It was “a Stephen King story with a happy ending”—a sentiment shared by many on Twitter as well as by Lisa DeSisto, chief executive of MaineToday Media and the publisher of the Portland Press Herald. Last week, after the Press Herald announced plans to cut its freelance budget for book reviews, the Maine Writers and Publishers Association gently petitioned the paper “to help correct this unfortunate decision.” The petition had attracted a relatively small number of supporters, but the sentiment took off when King, the famed horror author and Maine resident, shared the news with his 5 million Twitter followers:

The Press Herald responded with a challenge: If King could get 100 followers to buy a subscription, then book reviews would stay. Thousands of the retweets later, the Press Herald had blown past its goal and saved its freelance reviews budget. The effort attracted coverage from outlets including The New York Times, the AP, and numerous other outlets.

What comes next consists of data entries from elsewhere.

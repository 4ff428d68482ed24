#![cfg_attr(feature = "fail-on-warnings", deny(warnings))]
#![warn(clippy::all, clippy::pedantic, clippy::nursery, clippy::cargo)]
#![allow(clippy::multiple_crate_versions, clippy::cargo_common_metadata)]

//! Origin-destination result types.
//!
//! Dense OD matrices, the weighted directed flow graphs derived from them,
//! per-partition assignment dispositions, ward activity rows, and the
//! exploratory trip breakdowns. All types are plain serializable values
//! produced by `ward_flow_od` and written out by the pipeline.

use std::collections::BTreeMap;

use chrono::Weekday;
use serde::{Deserialize, Serialize};
use ward_flow_trip_models::{AgeGroup, DayPeriod, Gender, Season, WardId};

/// Dense square ward x ward trip-count matrix.
///
/// `wards` is sorted ascending and `counts` is row-major: the cell for
/// origin `wards[i]` and destination `wards[j]` is `counts[i * n + j]`.
#[derive(Debug, Clone, Default, PartialEq, Eq, Serialize, Deserialize)]
#[serde(rename_all = "camelCase")]
pub struct OdMatrix {
    /// Row and column index.
    pub wards: Vec<WardId>,
    /// Row-major cell counts, `wards.len()` squared entries.
    pub counts: Vec<u64>,
}

impl OdMatrix {
    /// Number of wards on each axis.
    #[must_use]
    pub fn size(&self) -> usize {
        self.wards.len()
    }

    /// Whether the matrix has no wards.
    #[must_use]
    pub fn is_empty(&self) -> bool {
        self.wards.is_empty()
    }

    /// Position of `ward` on either axis.
    #[must_use]
    pub fn index_of(&self, ward: WardId) -> Option<usize> {
        self.wards.binary_search(&ward).ok()
    }

    /// Trips from `origin` to `destination`. Wards outside the index
    /// count zero.
    #[must_use]
    pub fn get(&self, origin: WardId, destination: WardId) -> u64 {
        match (self.index_of(origin), self.index_of(destination)) {
            (Some(i), Some(j)) => self.counts[i * self.size() + j],
            _ => 0,
        }
    }

    /// Row of counts for the `i`-th origin ward.
    #[must_use]
    pub fn row(&self, i: usize) -> &[u64] {
        let n = self.size();
        &self.counts[i * n..(i + 1) * n]
    }

    /// Iterates `(origin ward, row)` pairs in index order.
    pub fn rows(&self) -> impl Iterator<Item = (WardId, &[u64])> {
        let n = self.size().max(1);
        self.wards.iter().copied().zip(self.counts.chunks(n))
    }

    /// Sum of all cells.
    #[must_use]
    pub fn total(&self) -> u64 {
        self.counts.iter().sum()
    }
}

/// How the trips matching one partition were disposed of.
///
/// `resolved + origin_only + destination_only + neither_resolved` always
/// equals `filtered`.
#[derive(Debug, Clone, Copy, Default, PartialEq, Eq, Serialize, Deserialize)]
#[serde(rename_all = "camelCase")]
pub struct PartitionDisposition {
    /// Trips matching the partition predicate.
    pub filtered: u64,
    /// Trips with both wards resolved; these fill the matrix.
    pub resolved: u64,
    /// Origin resolved, destination not.
    pub origin_only: u64,
    /// Destination resolved, origin not.
    pub destination_only: u64,
    /// Neither end resolved.
    pub neither_resolved: u64,
}

impl PartitionDisposition {
    /// Trips matching the partition that were left out of the matrix.
    #[must_use]
    pub const fn excluded(&self) -> u64 {
        self.origin_only + self.destination_only + self.neither_resolved
    }
}

/// A ward in a [`FlowGraph`].
#[derive(Debug, Clone, Copy, PartialEq, Eq, Serialize, Deserialize)]
#[serde(rename_all = "camelCase")]
pub struct FlowNode {
    /// Ward id.
    pub ward: WardId,
    /// Sum of outgoing edge weights.
    pub out_weight: u64,
    /// Sum of incoming edge weights.
    pub in_weight: u64,
    /// `out_weight + in_weight`.
    pub degree: u64,
}

/// A directed, weighted flow between two wards.
#[derive(Debug, Clone, Copy, PartialEq, Eq, Serialize, Deserialize)]
#[serde(rename_all = "camelCase")]
pub struct FlowEdge {
    /// Origin ward.
    pub origin: WardId,
    /// Destination ward.
    pub destination: WardId,
    /// Trip count, always positive.
    pub weight: u64,
}

/// Weighted directed graph of ward-to-ward flows.
#[derive(Debug, Clone, Default, PartialEq, Eq, Serialize, Deserialize)]
#[serde(rename_all = "camelCase")]
pub struct FlowGraph {
    /// One node per matrix ward, ascending.
    pub nodes: Vec<FlowNode>,
    /// Edges ordered by origin, then destination.
    pub edges: Vec<FlowEdge>,
}

impl FlowGraph {
    /// Looks up a node by ward id.
    #[must_use]
    pub fn node(&self, ward: WardId) -> Option<&FlowNode> {
        self.nodes
            .binary_search_by_key(&ward, |n| n.ward)
            .ok()
            .map(|i| &self.nodes[i])
    }

    /// Weight of the edge from `origin` to `destination`, zero if absent.
    #[must_use]
    pub fn edge_weight(&self, origin: WardId, destination: WardId) -> u64 {
        self.edges
            .binary_search_by_key(&(origin, destination), |e| (e.origin, e.destination))
            .map_or(0, |i| self.edges[i].weight)
    }
}

/// Trip starts and ends observed in one ward.
#[derive(Debug, Clone, Copy, PartialEq, Eq, Serialize, Deserialize)]
#[serde(rename_all = "camelCase")]
pub struct WardActivity {
    /// Ward id.
    pub ward: WardId,
    /// Trips whose origin resolved to this ward.
    pub starts: u64,
    /// Trips whose destination resolved to this ward.
    pub ends: u64,
}

impl WardActivity {
    /// `ends - starts`; positive for wards that accumulate bikes.
    #[must_use]
    #[allow(clippy::cast_possible_wrap)]
    pub const fn net_inflow(&self) -> i64 {
        self.ends as i64 - self.starts as i64
    }
}

/// Trip starts per origin ward and time of day.
#[derive(Debug, Clone, Copy, PartialEq, Eq, Serialize, Deserialize)]
#[serde(rename_all = "camelCase")]
pub struct OriginPeriodCount {
    /// Origin ward.
    pub ward: WardId,
    /// Period of the trip start.
    pub day_period: DayPeriod,
    /// Trips.
    pub trips: u64,
}

/// Trips on one day of the week.
#[derive(Debug, Clone, Copy, PartialEq, Eq, Serialize, Deserialize)]
#[serde(rename_all = "camelCase")]
pub struct WeekdayCount {
    /// Day of week.
    pub weekday: Weekday,
    /// Trips.
    pub trips: u64,
}

/// Trips in one year by one gender.
#[derive(Debug, Clone, Copy, PartialEq, Eq, Serialize, Deserialize)]
#[serde(rename_all = "camelCase")]
pub struct YearGenderCount {
    /// Calendar year.
    pub year: i32,
    /// Recorded gender.
    pub gender: Gender,
    /// Trips.
    pub trips: u64,
}

/// Trips in one year by one age group.
#[derive(Debug, Clone, Copy, PartialEq, Eq, Serialize, Deserialize)]
#[serde(rename_all = "camelCase")]
pub struct YearAgeGroupCount {
    /// Calendar year.
    pub year: i32,
    /// Rider age group.
    pub age_group: AgeGroup,
    /// Trips.
    pub trips: u64,
}

/// Exploratory trip counts over the cleaned trip set.
///
/// Trips without a parsed start timestamp are absent from every
/// calendar-keyed table; trips without a gender or age group are absent
/// from the tables keyed on them.
#[derive(Debug, Clone, Default, PartialEq, Eq, Serialize, Deserialize)]
#[serde(rename_all = "camelCase")]
pub struct Breakdown {
    /// Trips counted.
    pub total: u64,
    /// Trips per year.
    pub by_year: BTreeMap<i32, u64>,
    /// Trips per month of year (1-12).
    pub by_month: BTreeMap<u32, u64>,
    /// Trips per season.
    pub by_season: BTreeMap<Season, u64>,
    /// Trips per weekday, Monday first.
    pub by_weekday: Vec<WeekdayCount>,
    /// Trips per year and gender.
    pub by_year_gender: Vec<YearGenderCount>,
    /// Trips per age group.
    pub by_age_group: BTreeMap<AgeGroup, u64>,
    /// Trips per year and age group.
    pub by_year_age_group: Vec<YearAgeGroupCount>,
    /// Distinct bicycles seen per year.
    pub vehicles_by_year: BTreeMap<i32, u64>,
}

#[cfg(test)]
mod tests {
    use super::*;

    fn matrix() -> OdMatrix {
        OdMatrix {
            wards: vec![WardId(1), WardId(4)],
            counts: vec![0, 2, 1, 0],
        }
    }

    #[test]
    fn cell_lookup_is_row_major() {
        let m = matrix();
        assert_eq!(m.get(WardId(1), WardId(4)), 2);
        assert_eq!(m.get(WardId(4), WardId(1)), 1);
        assert_eq!(m.get(WardId(1), WardId(1)), 0);
        assert_eq!(m.get(WardId(9), WardId(1)), 0);
        assert_eq!(m.row(1), &[1, 0]);
        assert_eq!(m.total(), 3);
    }

    #[test]
    fn rows_follow_ward_order() {
        let m = matrix();
        let rows: Vec<(WardId, Vec<u64>)> = m.rows().map(|(w, r)| (w, r.to_vec())).collect();
        assert_eq!(rows, vec![(WardId(1), vec![0, 2]), (WardId(4), vec![1, 0])]);
        assert_eq!(OdMatrix::default().rows().count(), 0);
    }

    #[test]
    fn disposition_excluded_sums_unresolved_buckets() {
        let d = PartitionDisposition {
            filtered: 10,
            resolved: 6,
            origin_only: 2,
            destination_only: 1,
            neither_resolved: 1,
        };
        assert_eq!(d.excluded(), 4);
        assert_eq!(d.resolved + d.excluded(), d.filtered);
    }

    #[test]
    fn net_inflow_is_signed() {
        let a = WardActivity {
            ward: WardId(3),
            starts: 5,
            ends: 2,
        };
        assert_eq!(a.net_inflow(), -3);
    }

    #[test]
    fn breakdown_serializes_enum_keys_as_labels() {
        let mut b = Breakdown::default();
        b.by_age_group.insert(AgeGroup::From19To30, 4);
        b.by_season.insert(Season::Summer, 7);
        let json = serde_json::to_value(&b).unwrap();
        assert_eq!(json["byAgeGroup"]["19-30"], 4);
        assert_eq!(json["bySeason"]["Summer"], 7);
    }
}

The story seemed a bright spot in a week that included massive layoffs at the Dallas Morning News (including veteran books editor Michael Merschel) and reports that the so-called “vulture capitalist” hedge fund behind Digital First Media might acquire control of Gannett. Coverage of the Press Herald, however, overlooked something else happening at the paper’s office at the same time King and others rallied to save the book-reviews budget: layoffs.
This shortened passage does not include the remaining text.